Leela sang songs from Missamma at her concerts, to popular acclaim. "Njaan Ariyathen", from the Malayalam film Jailppulli (1957), is loosely based on "Brundavanamadi Andaridi". "Adavari Matalaku Arthale Verule" was remixed by Mani Sharma with no changes to its melody and lyrics for the Telugu film Kushi (2001).

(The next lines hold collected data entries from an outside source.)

//! Portrait extraction and biography join.

use std::collections::{HashMap, HashSet};
use std::time::{SystemTime, UNIX_EPOCH};

use thiserror::Error;

use super::MuseumRecord;
use crate::model::{AgeAtPortrait, AiSummary, FinalizedPortrait, PortraitRecord, PortraitYear};

/// Records whose image metadata is known to be broken.
pub const EXCLUDED_IDS: [&str; 1] = ["ld1-1643399756728-1643399778390-0"];

const SITTER: &str = "Sitter";
const ARTIST: &str = "Artist";
const PAINTING: &str = "Painting";
const UNKNOWN_GROUP: &str = "Unknown";

#[derive(Debug, Error)]
pub enum PortraitError {
    #[error("duplicate portrait id {0}")]
    DuplicateId(String),
}

/// The first run of four consecutive ASCII digits in `text`.
fn first_four_digit_run(text: &str) -> Option<i32> {
    four_digit_runs(text).next()
}

/// Non-overlapping runs of four ASCII digits, left to right.
fn four_digit_runs(text: &str) -> impl Iterator<Item = i32> + '_ {
    let bytes = text.as_bytes();
    let mut i = 0;
    std::iter::from_fn(move || {
        while i + 4 <= bytes.len() {
            if bytes[i..i + 4].iter().all(u8::is_ascii_digit) {
                let run = &text[i..i + 4];
                i += 4;
                return run.parse().ok();
            }
            i += 1;
        }
        None
    })
}

/// `"1850s"` for 1857.
fn decade_group(value: i32) -> String {
    format!("{}s", value.div_euclid(10) * 10)
}

/// Extract a single-sitter painting with an image and subject topics.
/// Anything else gives `None`.
pub fn extract_portrait(record: &MuseumRecord) -> Option<PortraitRecord> {
    if EXCLUDED_IDS.contains(&record.id.as_str()) {
        return None;
    }
    let freetext = record.freetext();

    let sitter_entries: Vec<&str> = freetext
        .name
        .iter()
        .filter(|n| n.label == SITTER)
        .map(|n| n.content.as_str())
        .collect();
    let [sitter_entry] = sitter_entries.as_slice() else {
        return None;
    };
    let mut sitter_parts = sitter_entry.split(',');
    let name = sitter_parts.next().unwrap_or_default().to_string();
    let period = sitter_parts.next().map(str::trim).unwrap_or_default().to_string();

    let object_type = freetext
        .object_type
        .iter()
        .map(|o| o.content.as_str())
        .collect::<Vec<_>>()
        .join(", ");
    if object_type != PAINTING {
        return None;
    }

    let image_link = record.first_media().filter(|m| !m.is_empty())?.to_string();
    let thumbnail_link = format!("{image_link}&max=200");

    let prefix = format!("{name}:");
    let topics: Vec<String> = freetext
        .topic
        .iter()
        .filter_map(|t| t.content.strip_prefix(&prefix))
        .map(|t| t.trim().to_string())
        .collect();
    let sex = topics
        .iter()
        .find(|t| *t == "Male" || *t == "Female")
        .cloned()
        .unwrap_or_default();
    let remaining: Vec<&String> = topics
        .iter()
        .filter(|t| *t != "Male" && *t != "Female")
        .collect();
    if remaining.is_empty() {
        return None;
    }

    let mut categories: Vec<String> = Vec::new();
    for topic in remaining {
        let category = topic.split('\\').next().unwrap_or_default();
        if !categories.iter().any(|c| c == category) {
            categories.push(category.to_string());
        }
    }

    let original = freetext
        .date
        .iter()
        .map(|d| d.content.as_str())
        .collect::<Vec<_>>()
        .join(", ");
    let year_int = first_four_digit_run(&original);
    let year_group = year_int
        .filter(|y| *y != 0)
        .map_or_else(|| UNKNOWN_GROUP.to_string(), decade_group);

    let artist_name = freetext
        .name
        .iter()
        .filter(|n| n.label == ARTIST)
        .map(|n| n.content.split(',').next().unwrap_or_default())
        .collect::<Vec<_>>()
        .join(", ");

    Some(PortraitRecord {
        id: record.id.clone(),
        title: record.title.clone(),
        object_type,
        portrait_year: PortraitYear {
            original,
            year_int,
            year_group,
        },
        name,
        period,
        sex,
        categories,
        artist_name,
        is_self_portrait: record.title.contains("Self-Portrait"),
        image_link,
        thumbnail_link,
        detail_link: record.record_link().map(str::to_string),
    })
}

pub fn extract_portraits(records: &[MuseumRecord]) -> Vec<PortraitRecord> {
    let portraits: Vec<PortraitRecord> = records.iter().filter_map(extract_portrait).collect();
    tracing::info!(
        records = records.len(),
        portraits = portraits.len(),
        "extracted portraits"
    );
    portraits
}

/// Current calendar year (UTC).
pub fn current_year() -> i32 {
    let seconds = SystemTime::now()
        .duration_since(UNIX_EPOCH)
        .map_or(0, |d| d.as_secs());
    year_from_days((seconds / 86_400) as i64)
}

/// Proleptic Gregorian year of a day count since 1970-01-01.
fn year_from_days(days: i64) -> i32 {
    let z = days + 719_468;
    let era = z.div_euclid(146_097);
    let doe = z.rem_euclid(146_097);
    let yoe = (doe - doe / 1460 + doe / 36_524 - doe / 146_096) / 365;
    let doy = doe - (365 * yoe + yoe / 4 - yoe / 100);
    let mp = (5 * doy + 2) / 153;
    let month_is_jan_or_feb = mp >= 10;
    let year = yoe + era * 400 + i64::from(month_is_jan_or_feb);
    year as i32
}

/// Join biographies onto portraits by id and derive ages.
///
/// Portraits without a biography are dropped; output follows portrait
/// order. Birth and death years come from the first two four-digit runs of
/// the sitter's period and count only when within `[0, current_year]`.
pub fn finalize(
    summaries: Vec<AiSummary>,
    portraits: Vec<PortraitRecord>,
    current_year: i32,
) -> Result<Vec<FinalizedPortrait>, PortraitError> {
    let mut by_id: HashMap<String, AiSummary> = HashMap::with_capacity(summaries.len());
    for summary in summaries {
        if by_id.contains_key(&summary.id) {
            tracing::warn!(id = %summary.id, "duplicate biography, keeping the last");
        }
        by_id.insert(summary.id.clone(), summary);
    }

    let mut seen: HashSet<String> = HashSet::new();
    let mut finalized = Vec::with_capacity(portraits.len().min(by_id.len()));
    for portrait in portraits {
        if !seen.insert(portrait.id.clone()) {
            return Err(PortraitError::DuplicateId(portrait.id));
        }
        let Some(summary) = by_id.remove(&portrait.id) else {
            tracing::debug!(id = %portrait.id, "no biography for portrait");
            continue;
        };
        finalized.push(finalize_one(portrait, summary, current_year));
    }
    Ok(finalized)
}

fn finalize_one(
    portrait: PortraitRecord,
    summary: AiSummary,
    current_year: i32,
) -> FinalizedPortrait {
    let valid = |year: i32| (0..=current_year).contains(&year).then_some(year);
    let (birth_year, death_year) = {
        let mut years = four_digit_runs(&portrait.period);
        (years.next().and_then(valid), years.next().and_then(valid))
    };

    let age_at_portrait = match (birth_year, portrait.portrait_year.year_int, death_year) {
        (Some(birth), Some(at), Some(death)) if birth <= at && at <= death => {
            let age = at - birth;
            AgeAtPortrait {
                age_int: Some(age),
                age_group: decade_group(age),
            }
        }
        _ => AgeAtPortrait {
            age_int: None,
            age_group: UNKNOWN_GROUP.to_string(),
        },
    };

    FinalizedPortrait {
        id: portrait.id,
        title: portrait.title,
        object_type: portrait.object_type,
        portrait_year: portrait.portrait_year,
        name: portrait.name,
        period: portrait.period,
        sex: portrait.sex,
        categories: portrait
            .categories
            .iter()
            .map(|c| c.replacen(" and ", " & ", 1))
            .collect(),
        artist_name: portrait.artist_name,
        is_self_portrait: if portrait.is_self_portrait { "Yes" } else { "No" }.to_string(),
        image_link: portrait.image_link,
        thumbnail_link: portrait.thumbnail_link,
        detail_link: portrait.detail_link,
        description: summary.description,
        main_events: summary.main_events,
        portrait_moment: summary.portrait_moment,
        wiki_url: summary.wiki_url,
        birth_year,
        death_year,
        age_at_portrait,
    }
}

#[cfg(test)]
mod tests {
    use super::*;
    use crate::etl::parse_records;
    use crate::model::MainEvent;

    const RAW: &[u8] = br#"[
        {"id":"npg-1","title":"Abraham Lincoln","content":{
            "freetext":{
                "name":[{"label":"Sitter","content":"Abraham Lincoln, 12 Feb 1809 - 15 Apr 1865"},
                        {"label":"Artist","content":"George Healy, 1813 - 1894"}],
                "objectType":[{"content":"Painting"}],
                "topic":[{"content":"Abraham Lincoln: Male"},
                         {"content":"Abraham Lincoln: Politics and Government\\President"},
                         {"content":"Abraham Lincoln: Politics and Government\\Congressman"},
                         {"content":"Abraham Lincoln: Law and Law Enforcement\\Lawyer"},
                         {"content":"Interior: Chair"}],
                "date":[{"content":"c. 1869"}]},
            "descriptiveNonRepeating":{"record_link":"https://npg.si.edu/object/npg_1",
                "online_media":{"media":[{"content":"https://ids.si.edu/ids/deliveryService?id=1"}]}}}},
        {"id":"npg-2","title":"Two People","content":{"freetext":{
            "name":[{"label":"Sitter","content":"A, 1800-1850"},{"label":"Sitter","content":"B, 1801-1851"}],
            "objectType":[{"content":"Painting"}]}}},
        {"id":"npg-3","title":"Photo","content":{"freetext":{
            "name":[{"label":"Sitter","content":"C, 1800-1850"}],
            "objectType":[{"content":"Photograph"}]}}},
        {"id":"ld1-1643399756728-1643399778390-0","title":"Excluded"}
    ]"#;

    #[test]
    fn extracts_single_sitter_paintings() {
        let portraits = extract_portraits(&parse_records(RAW).unwrap());
        assert_eq!(portraits.len(), 1);
        let p = &portraits[0];
        assert_eq!(p.name, "Abraham Lincoln");
        assert_eq!(p.period, "12 Feb 1809 - 15 Apr 1865");
        assert_eq!(p.sex, "Male");
        assert_eq!(
            p.categories,
            vec!["Politics and Government", "Law and Law Enforcement"]
        );
        assert_eq!(p.portrait_year.year_int, Some(1869));
        assert_eq!(p.portrait_year.year_group, "1860s");
        assert_eq!(p.artist_name, "George Healy");
        assert!(p.thumbnail_link.ends_with("id=1&max=200"));
        assert!(!p.is_self_portrait);
    }

    #[test]
    fn digit_runs() {
        assert_eq!(first_four_digit_run("c. 1869-70"), Some(1869));
        assert_eq!(first_four_digit_run("12345"), Some(1234));
        assert_eq!(first_four_digit_run("n.d."), None);
        let runs: Vec<i32> = four_digit_runs("1809 - 1865").collect();
        assert_eq!(runs, vec![1809, 1865]);
    }

    #[test]
    fn civil_years() {
        assert_eq!(year_from_days(0), 1970);
        assert_eq!(year_from_days(-1), 1969);
        // 2024-12-31 and 2025-01-01
        assert_eq!(year_from_days(20_088), 2024);
        assert_eq!(year_from_days(20_089), 2025);
        assert!(current_year() >= 2024);
    }

    fn summary(id: &str) -> AiSummary {
        AiSummary {
            id: id.into(),
            description: "Abraham Lincoln is a...".into(),
            main_events: vec![MainEvent {
                year: 1809,
                description: "Born".into(),
            }],
            portrait_moment: "This portrait drawn in 1869...".into(),
            wiki_url: None,
        }
    }

    #[test]
    fn finalize_joins_and_derives_ages() {
        let mut portraits = extract_portraits(&parse_records(RAW).unwrap());
        portraits[0].portrait_year.year_int = Some(1860);
        let mut orphan = portraits[0].clone();
        orphan.id = "npg-orphan".into();
        portraits.push(orphan);

        let finalized = finalize(vec![summary("npg-1"), summary("other")], portraits, 2025).unwrap();
        assert_eq!(finalized.len(), 1);
        let f = &finalized[0];
        assert_eq!(f.birth_year, Some(1809));
        assert_eq!(f.death_year, Some(1865));
        assert!(f.period.contains("1809") && f.period.contains("1865"));
        assert_eq!(f.age_at_portrait.age_int, Some(51));
        assert_eq!(f.age_at_portrait.age_group, "50s");
        assert_eq!(f.is_self_portrait, "No");
        assert_eq!(f.categories[0], "Politics & Government");
        assert_eq!(f.main_events.len(), 1);
    }

    #[test]
    fn posthumous_portrait_has_unknown_age() {
        let portraits = extract_portraits(&parse_records(RAW).unwrap());
        let finalized = finalize(vec![summary("npg-1")], portraits, 2025).unwrap();
        assert_eq!(finalized[0].age_at_portrait.age_int, None);
        assert_eq!(finalized[0].age_at_portrait.age_group, "Unknown");
    }

    #[test]
    fn future_years_are_invalid() {
        let mut portraits = extract_portraits(&parse_records(RAW).unwrap());
        portraits[0].period = "1990-2999".into();
        let finalized = finalize(vec![summary("npg-1")], portraits, 2025).unwrap();
        assert_eq!(finalized[0].birth_year, Some(1990));
        assert_eq!(finalized[0].death_year, None);
    }

    #[test]
    fn duplicate_portraits_are_rejected() {
        let portraits = extract_portraits(&parse_records(RAW).unwrap());
        let doubled = vec![portraits[0].clone(), portraits[0].clone()];
        assert!(matches!(
            finalize(vec![summary("npg-1")], doubled, 2025),
            Err(PortraitError::DuplicateId(_))
        ));
    }
}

It was sung by Korivi Muralidhar, who was known as Kushi Murali after the success of the remixed version. "Brundavanamadi Andaridi" was adapted by Hemanta Mukherjee as "Brindavan Ka Krishan Kanhaiya" for Missammas Hindi remake, Miss Mary (1957).

== Track listing ==

Track list
| No. | Title | Singer(s) | Length |
|---|---|---|---|
| 1. | "Raaga Sudharasa" (Written by Tyagaraja) | P. Leela, Jikki | 02:26 |
| 2. | "Dharmam Chey" | Relangi | 02:30 |
| 3. | "Adavari Matalaku Arthale Verule" | A. M. Rajah | 02:21 |
| 4. | "Balanura Madana" | P. Susheela | 03:16 |
| 5. | "Telusukonave Chelli" | P. Leela | 04:58 |
| 6. | "Telusukonave Yuvathi" | A. M. Rajah | 02:51 |
| 7. | "Karuninchu Mary Maathaa" | P. Leela | 02:30 |
| 8. | "Ee Navanavabhyudaya" | A. M. Rajah | 03:04 |
| 9. | "Brundavanamadi Andaridi" | A. M. Rajah, P. Susheela | 02:56 |
| 10. | "Ravoyi Chandamama" | A. M. Rajah, P. Leela | 02:54 |
| 11. | "Yemito Ee Maaya" | P. Leela | 02:39 |
| Total length: |  |  | 32:25 |

== Bibliography ==
- Baburao, V. (2005). "మిస్సమ్మ - నిరుద్యోగ సమస్యపై వ్యంగ్యాస్త్రం"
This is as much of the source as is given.